The Clean Air Action Plan (CAAP), whose purpose will be to seek zero, or near-zero, emissions from the largest U.S. port complex will be presented on November 2nd by the Ports of Los Angeles and Long Beach. This final draft presented by a joint session of their harbor commissions has a date set to fulfill its purpose by no later than 2035.
This plan is also called the CAAP 3.0, drafted over the past three months after more than 70 meetings with community stakeholders, industry, and regulatory representatives.
There are 15 specific strategies to reduce health-risk pollution and greenhouse gas emissions. These are some of the updates to two previous versions of the CAAP, which were accomplished over three public workshops, and 150 days of formal public comment periods.
The initiative has been met with support by private sector sources, especially terminal operators, but they are also concerned that the CAAP 3.0 could result in a price tag of over $14 billion.
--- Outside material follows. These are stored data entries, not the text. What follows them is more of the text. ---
//! Frame codec over tokio byte streams

use tokio::io::{AsyncRead, AsyncReadExt, AsyncWrite, AsyncWriteExt, ReadHalf, WriteHalf};

use crate::constants::FRAME_HEADER_SIZE;
use crate::error::{Error, Result};
use crate::protocol::{Frame, FrameHeader};

use super::{FrameRead, FrameWrite};

/// Reads frames from a byte stream
#[derive(Debug)]
pub struct FrameReader<R> {
    inner: R,
    max_frame_len: usize,
}

impl<R> FrameReader<R> {
    /// Wrap a byte stream, rejecting bodies longer than `max_frame_len`
    pub fn new(inner: R, max_frame_len: usize) -> Self {
        Self {
            inner,
            max_frame_len,
        }
    }
}

#[async_trait::async_trait]
impl<R> FrameRead for FrameReader<R>
where
    R: AsyncRead + Unpin + Send,
{
    async fn read_frame(&mut self) -> Result<Option<Frame>> {
        let mut header = [0u8; FRAME_HEADER_SIZE];
        let mut filled = 0;
        while filled < FRAME_HEADER_SIZE {
            let n = self.inner.read(&mut header[filled..]).await?;
            if n == 0 {
                if filled == 0 {
                    return Ok(None);
                }
                return Err(Error::ConnectionLost(
                    "connection closed inside a frame header".to_string(),
                ));
            }
            filled += n;
        }

        let header = FrameHeader::parse(&header)?;
        if header.body_length() > self.max_frame_len {
            return Err(Error::FrameTooLarge {
                length: header.body_length(),
                max: self.max_frame_len,
            });
        }

        let mut body = vec![0u8; header.body_length()];
        self.inner.read_exact(&mut body).await.map_err(|e| {
            if e.kind() == std::io::ErrorKind::UnexpectedEof {
                Error::ConnectionLost("connection closed inside a frame body".to_string())
            } else {
                Error::from(e)
            }
        })?;

        Ok(Some(Frame::new(header.token, body)))
    }
}

/// Writes frames to a byte stream
#[derive(Debug)]
pub struct FrameWriter<W> {
    inner: W,
}

impl<W> FrameWriter<W> {
    /// Wrap a byte stream
    pub fn new(inner: W) -> Self {
        Self { inner }
    }
}

#[async_trait::async_trait]
impl<W> FrameWrite for FrameWriter<W>
where
    W: AsyncWrite + Unpin + Send,
{
    async fn write_frame(&mut self, frame: &Frame) -> Result<()> {
        let bytes = frame.encode()?;
        self.inner.write_all(&bytes).await?;
        self.inner.flush().await?;
        Ok(())
    }

    async fn shutdown(&mut self) -> Result<()> {
        self.inner.shutdown().await?;
        Ok(())
    }
}

/// Split a duplex byte stream into frame reader and writer halves
pub fn split<S>(stream: S, max_frame_len: usize) -> (FrameReader<ReadHalf<S>>, FrameWriter<WriteHalf<S>>)
where
    S: AsyncRead + AsyncWrite,
{
    let (read, write) = tokio::io::split(stream);
    (FrameReader::new(read, max_frame_len), FrameWriter::new(write))
}

#[cfg(test)]
mod tests {
    use super::*;

    #[tokio::test]
    async fn test_frames_cross_a_duplex() {
        let (client, server) = tokio::io::duplex(64);
        let (_, mut writer) = split(client, 1024);
        let (mut reader, _) = split(server, 1024);

        writer.write_frame(&Frame::new(3, &b"[2]"[..])).await.unwrap();
        writer.write_frame(&Frame::new(4, &b"[3]"[..])).await.unwrap();

        let first = reader.read_frame().await.unwrap().unwrap();
        assert_eq!(first.token, 3);
        assert_eq!(&first.payload[..], b"[2]");
        let second = reader.read_frame().await.unwrap().unwrap();
        assert_eq!(second.token, 4);
    }

    #[tokio::test]
    async fn test_clean_eof() {
        let (client, server) = tokio::io::duplex(64);
        drop(client);
        let mut reader = FrameReader::new(server, 1024);
        assert!(reader.read_frame().await.unwrap().is_none());
    }

    #[tokio::test]
    async fn test_eof_inside_frame() {
        let (mut client, server) = tokio::io::duplex(64);
        client.write_all(&[1, 0, 0, 0, 0, 0, 0, 0, 9, 0, 0, 0, b'[']).await.unwrap();
        drop(client);
        let mut reader = FrameReader::new(server, 1024);
        assert!(matches!(
            reader.read_frame().await,
            Err(Error::ConnectionLost(_))
        ));
    }

    #[tokio::test]
    async fn test_oversized_frame() {
        let (mut client, server) = tokio::io::duplex(64);
        client.write_all(&[1, 0, 0, 0, 0, 0, 0, 0, 0, 4, 0, 0]).await.unwrap();
        let mut reader = FrameReader::new(server, 16);
        assert!(matches!(
            reader.read_frame().await,
            Err(Error::FrameTooLarge { length: 1024, max: 16 })
        ));
    }
}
Both the Ports of Los Angeles and Long Beach have already reduced pollution by 84 percent since 2005.
John McLaurin, president of the Pacific Merchant Shipping Association, stated that “The current CAAP draft lacks balance and a vision for keeping the ports of Los Angeles and Long Beach competitive while at the same time reducing emissions. Port tenants, customers, residents, and the one-in-nine jobs that are dependent on our ports deserve better.”
The Southern California port complex must continue to reduce health-risk and greenhouse gas emissions to meet California and federal clean-air requirements.
This complex currently accounts for almost 40 percent of US containerized imports, and 25 percent of exports. The ports are amid an infrastructure expansion project totaling more than $6 billion in the coming decade.
The strategies listed by the CAAP include:
Advancing the current clean-truck program to phase out older trucks and transition to zero and near-zero-emission trucks by 2035; transition to zero-emission cargo handling equipment by 2030; transition the oldest vessels out of service in Southern California; accelerate development of cleaner harbor craft; expand the use of on-dock rail; reduce population-weighted residential cancer risk from port-related diesel particulate emissions by 85 percent by 2020; reduce port-related emissions for nitrogen oxide by 59 percent, sulfur oxides by 93 percent, and diesel particulates by 77 percent by 2023; reduce greenhouse gas emissions to 80 percent below 1990 levels, by 2050.
Both Los Angeles and Long Beach Ports seek to enforce on their tenants, and users, a timeline that exceeds what is required on all other industries in the state. The CAAP has a set date for 2035, but the California Air Resource Board has set 2050 as their target date, with costs totaling up to $14 billion to achieve incremental gains in pollution reduction, as stated by John McLaurin.